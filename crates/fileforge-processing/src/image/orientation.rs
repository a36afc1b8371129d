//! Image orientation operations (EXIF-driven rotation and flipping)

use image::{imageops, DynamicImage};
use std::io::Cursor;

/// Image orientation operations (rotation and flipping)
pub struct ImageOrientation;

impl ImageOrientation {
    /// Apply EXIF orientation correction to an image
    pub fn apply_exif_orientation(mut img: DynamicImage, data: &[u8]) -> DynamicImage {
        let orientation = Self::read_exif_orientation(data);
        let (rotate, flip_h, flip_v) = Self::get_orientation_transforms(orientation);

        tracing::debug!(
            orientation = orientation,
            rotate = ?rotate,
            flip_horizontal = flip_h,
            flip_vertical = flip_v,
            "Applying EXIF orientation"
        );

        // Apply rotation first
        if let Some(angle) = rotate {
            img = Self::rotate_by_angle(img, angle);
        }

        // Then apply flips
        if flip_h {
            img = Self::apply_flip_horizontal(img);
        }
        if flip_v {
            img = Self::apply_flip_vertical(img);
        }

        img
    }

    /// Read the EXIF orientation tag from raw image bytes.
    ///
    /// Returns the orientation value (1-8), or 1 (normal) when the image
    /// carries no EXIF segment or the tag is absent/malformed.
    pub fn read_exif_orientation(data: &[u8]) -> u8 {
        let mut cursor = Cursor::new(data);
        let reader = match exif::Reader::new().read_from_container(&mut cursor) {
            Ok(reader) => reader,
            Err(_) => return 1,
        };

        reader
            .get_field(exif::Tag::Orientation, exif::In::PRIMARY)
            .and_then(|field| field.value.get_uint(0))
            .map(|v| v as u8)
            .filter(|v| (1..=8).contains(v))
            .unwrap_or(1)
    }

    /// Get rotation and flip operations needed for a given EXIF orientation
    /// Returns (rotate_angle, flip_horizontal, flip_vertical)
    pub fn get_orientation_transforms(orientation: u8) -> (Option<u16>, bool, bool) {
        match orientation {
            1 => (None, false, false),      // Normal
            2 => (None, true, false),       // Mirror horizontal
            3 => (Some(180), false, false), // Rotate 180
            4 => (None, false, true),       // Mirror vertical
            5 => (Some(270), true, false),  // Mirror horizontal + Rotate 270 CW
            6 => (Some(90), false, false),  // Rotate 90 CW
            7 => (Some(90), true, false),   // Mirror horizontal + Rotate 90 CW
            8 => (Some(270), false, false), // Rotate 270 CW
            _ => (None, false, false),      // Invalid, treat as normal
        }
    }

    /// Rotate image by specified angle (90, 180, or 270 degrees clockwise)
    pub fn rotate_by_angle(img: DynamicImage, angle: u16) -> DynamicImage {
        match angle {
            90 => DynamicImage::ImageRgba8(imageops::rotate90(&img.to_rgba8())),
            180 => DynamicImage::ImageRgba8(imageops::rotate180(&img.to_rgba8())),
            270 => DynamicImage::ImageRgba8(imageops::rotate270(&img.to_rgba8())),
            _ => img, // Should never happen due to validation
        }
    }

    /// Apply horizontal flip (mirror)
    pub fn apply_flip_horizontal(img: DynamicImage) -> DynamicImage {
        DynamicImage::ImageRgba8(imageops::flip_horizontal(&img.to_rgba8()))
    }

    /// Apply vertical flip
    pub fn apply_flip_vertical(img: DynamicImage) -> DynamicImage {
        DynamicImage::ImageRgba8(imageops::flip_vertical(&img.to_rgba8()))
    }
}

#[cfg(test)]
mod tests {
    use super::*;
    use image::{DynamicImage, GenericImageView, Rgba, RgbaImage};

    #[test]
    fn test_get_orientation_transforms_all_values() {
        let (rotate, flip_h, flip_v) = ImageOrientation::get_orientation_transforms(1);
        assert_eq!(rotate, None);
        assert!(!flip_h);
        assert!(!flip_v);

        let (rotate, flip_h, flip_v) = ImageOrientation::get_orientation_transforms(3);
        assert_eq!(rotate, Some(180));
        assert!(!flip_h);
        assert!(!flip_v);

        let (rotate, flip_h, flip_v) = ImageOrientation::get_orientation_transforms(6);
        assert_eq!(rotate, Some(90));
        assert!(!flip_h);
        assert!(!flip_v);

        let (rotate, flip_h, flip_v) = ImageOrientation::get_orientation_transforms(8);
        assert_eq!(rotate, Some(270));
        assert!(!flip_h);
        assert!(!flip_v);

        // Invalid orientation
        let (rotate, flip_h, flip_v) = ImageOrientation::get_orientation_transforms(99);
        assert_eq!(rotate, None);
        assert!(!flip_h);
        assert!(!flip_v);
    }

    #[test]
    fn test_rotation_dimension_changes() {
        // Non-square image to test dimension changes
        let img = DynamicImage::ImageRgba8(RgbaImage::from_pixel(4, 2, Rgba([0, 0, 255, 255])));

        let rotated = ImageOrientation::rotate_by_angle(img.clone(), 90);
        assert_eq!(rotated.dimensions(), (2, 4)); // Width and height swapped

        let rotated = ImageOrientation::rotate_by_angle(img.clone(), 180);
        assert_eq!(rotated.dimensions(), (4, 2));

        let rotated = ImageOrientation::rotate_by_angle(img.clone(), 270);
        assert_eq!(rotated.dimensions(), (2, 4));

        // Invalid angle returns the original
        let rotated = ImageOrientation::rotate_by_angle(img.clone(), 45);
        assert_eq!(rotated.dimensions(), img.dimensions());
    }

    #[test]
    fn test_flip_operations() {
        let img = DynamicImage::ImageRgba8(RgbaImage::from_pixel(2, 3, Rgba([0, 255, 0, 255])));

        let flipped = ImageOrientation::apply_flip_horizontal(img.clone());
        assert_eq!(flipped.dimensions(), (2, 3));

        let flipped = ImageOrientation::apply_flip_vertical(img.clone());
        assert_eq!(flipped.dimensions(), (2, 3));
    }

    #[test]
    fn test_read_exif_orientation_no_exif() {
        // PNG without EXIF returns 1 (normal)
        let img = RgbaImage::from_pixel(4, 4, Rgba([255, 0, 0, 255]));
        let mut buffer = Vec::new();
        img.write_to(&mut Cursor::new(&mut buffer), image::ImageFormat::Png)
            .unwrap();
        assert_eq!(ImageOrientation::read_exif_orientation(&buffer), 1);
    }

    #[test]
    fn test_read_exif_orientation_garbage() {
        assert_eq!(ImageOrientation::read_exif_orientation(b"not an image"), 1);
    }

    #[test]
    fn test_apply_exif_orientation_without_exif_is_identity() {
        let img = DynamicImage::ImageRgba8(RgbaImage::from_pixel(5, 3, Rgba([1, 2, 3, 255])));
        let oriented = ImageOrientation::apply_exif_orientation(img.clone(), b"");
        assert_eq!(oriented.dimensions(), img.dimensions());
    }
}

·····

TASK: Take the line containing "2, 3, 255])));" as the start and the last line of the data as the end, and reproduce that range exactly.

PROBLEM SOLUTION:
        let img = DynamicImage::ImageRgba8(RgbaImage::from_pixel(5, 3, Rgba([1, 2, 3, 255])));
        let oriented = ImageOrientation::apply_exif_orientation(img.clone(), b"");
        assert_eq!(oriented.dimensions(), img.dimensions());
    }
}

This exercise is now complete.